* [ABOUT THIS TASK]:
Please filter the entries for the word "below" and copy every line that has it.

* [MATERIALS PROVIDED]:
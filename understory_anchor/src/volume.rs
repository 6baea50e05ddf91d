// Copyright 2025 the Understory Authors
// SPDX-License-Identifier: Apache-2.0 OR MIT

//! Volumes: oriented boxes given as a local axis-aligned box.

use glam::DVec3;
use kurbo::Rect;

use crate::aabb::Aabb3;
use crate::error::GeometryError;
use crate::geometry::{EDGE_EPSILON, SurfaceGeometry};
use crate::ray::{Hit, Ray, Segment, SurfacePoint};

/// Local box. Local +Z is the volume's vertical axis; the top face lies at `max.z`.
#[derive(Copy, Clone, Debug, PartialEq)]
pub struct VolumeBounds {
    min: DVec3,
    max: DVec3,
}

impl VolumeBounds {
    /// Create a volume from its local corners.
    pub fn new(min: DVec3, max: DVec3) -> Result<Self, GeometryError> {
        if !(min.is_finite() && max.is_finite()) || min.cmpgt(max).any() {
            return Err(GeometryError::InvertedVolume);
        }
        Ok(Self { min, max })
    }

    /// Minimum local corner.
    pub fn min(&self) -> DVec3 {
        self.min
    }

    /// Maximum local corner.
    pub fn max(&self) -> DVec3 {
        self.max
    }

    /// Extent along each local axis.
    pub fn size(&self) -> DVec3 {
        self.max - self.min
    }

    /// Footprint of the top face in local XY.
    pub fn top_rect(&self) -> Rect {
        Rect::new(self.min.x, self.min.y, self.max.x, self.max.y)
    }

    /// Center of the top face.
    pub fn top_center(&self) -> DVec3 {
        let c = 0.5 * (self.min + self.max);
        DVec3::new(c.x, c.y, self.max.z)
    }

    /// Center of the bottom face.
    pub fn bottom_center(&self) -> DVec3 {
        let c = 0.5 * (self.min + self.max);
        DVec3::new(c.x, c.y, self.min.z)
    }

    /// Area of the top face.
    pub fn top_area(&self) -> f64 {
        let s = self.size();
        s.x * s.y
    }

    /// The four edges of the top face, counter-clockwise seen from above.
    pub fn top_edges(&self) -> [Segment; 4] {
        let z = self.max.z;
        let (a, b) = (self.min, self.max);
        let c = [
            DVec3::new(a.x, a.y, z),
            DVec3::new(b.x, a.y, z),
            DVec3::new(b.x, b.y, z),
            DVec3::new(a.x, b.y, z),
        ];
        [
            Segment::new(c[0], c[1]),
            Segment::new(c[1], c[2]),
            Segment::new(c[2], c[3]),
            Segment::new(c[3], c[0]),
        ]
    }
}

impl SurfaceGeometry for VolumeBounds {
    fn contains(&self, p: DVec3, test_vertical: bool, tolerance: f64) -> bool {
        let grow = tolerance.max(0.0) + EDGE_EPSILON;
        let (lo, hi) = (self.min - grow, self.max + grow);
        let horizontal = lo.x <= p.x && p.x <= hi.x && lo.y <= p.y && p.y <= hi.y;
        horizontal && (!test_vertical || (lo.z <= p.z && p.z <= hi.z))
    }

    fn raycast(&self, ray: &Ray, max_distance: f64) -> Option<Hit> {
        let mut t_enter = f64::NEG_INFINITY;
        let mut t_exit = f64::INFINITY;
        let mut enter_normal = DVec3::ZERO;
        let mut exit_normal = DVec3::ZERO;
        for axis in 0..3 {
            let o = ray.origin[axis];
            let d = ray.direction[axis];
            if d.abs() <= f64::EPSILON {
                if o < self.min[axis] || o > self.max[axis] {
                    return None;
                }
                continue;
            }
            let t0 = (self.min[axis] - o) / d;
            let t1 = (self.max[axis] - o) / d;
            // Entering through the min face when travelling towards +axis.
            let (near, far, sign) = if t0 < t1 {
                (t0, t1, -1.0)
            } else {
                (t1, t0, 1.0)
            };
            if near > t_enter {
                t_enter = near;
                enter_normal = DVec3::AXES[axis] * sign;
            }
            if far < t_exit {
                t_exit = far;
                exit_normal = DVec3::AXES[axis] * -sign;
            }
        }
        if t_enter > t_exit || t_exit < 0.0 {
            return None;
        }
        let (t, normal) = if t_enter >= 0.0 {
            (t_enter, enter_normal)
        } else {
            (t_exit, exit_normal)
        };
        if t > max_distance {
            return None;
        }
        Some(Hit {
            point: ray.at(t),
            normal,
            distance: t,
        })
    }

    fn nearest_point(&self, p: DVec3) -> SurfacePoint {
        let clamped = p.clamp(self.min, self.max);
        if clamped != p {
            return SurfacePoint {
                point: clamped,
                distance: clamped.distance(p),
            };
        }
        // Inside: snap to the closest face.
        let below = p - self.min;
        let above = self.max - p;
        let mut best = (below.x, 0, self.min.x);
        for (d, axis, value) in [
            (below.y, 1, self.min.y),
            (below.z, 2, self.min.z),
            (above.x, 0, self.max.x),
            (above.y, 1, self.max.y),
            (above.z, 2, self.max.z),
        ] {
            if d < best.0 {
                best = (d, axis, value);
            }
        }
        let mut point = p;
        point[best.1] = best.2;
        SurfacePoint {
            point,
            distance: best.0,
        }
    }

    fn nearest_edge(&self, p: DVec3) -> Option<Segment> {
        self.top_edges()
            .into_iter()
            .min_by(|a, b| a.distance_to(p).total_cmp(&b.distance_to(p)))
    }

    fn local_bounds(&self) -> Aabb3 {
        Aabb3::new(self.min, self.max)
    }
}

* [WRITTEN ANSWER]:
        let below = p - self.min;
        let mut best = (below.x, 0, self.min.x);
            (below.y, 1, self.min.y),
            (below.z, 2, self.min.z),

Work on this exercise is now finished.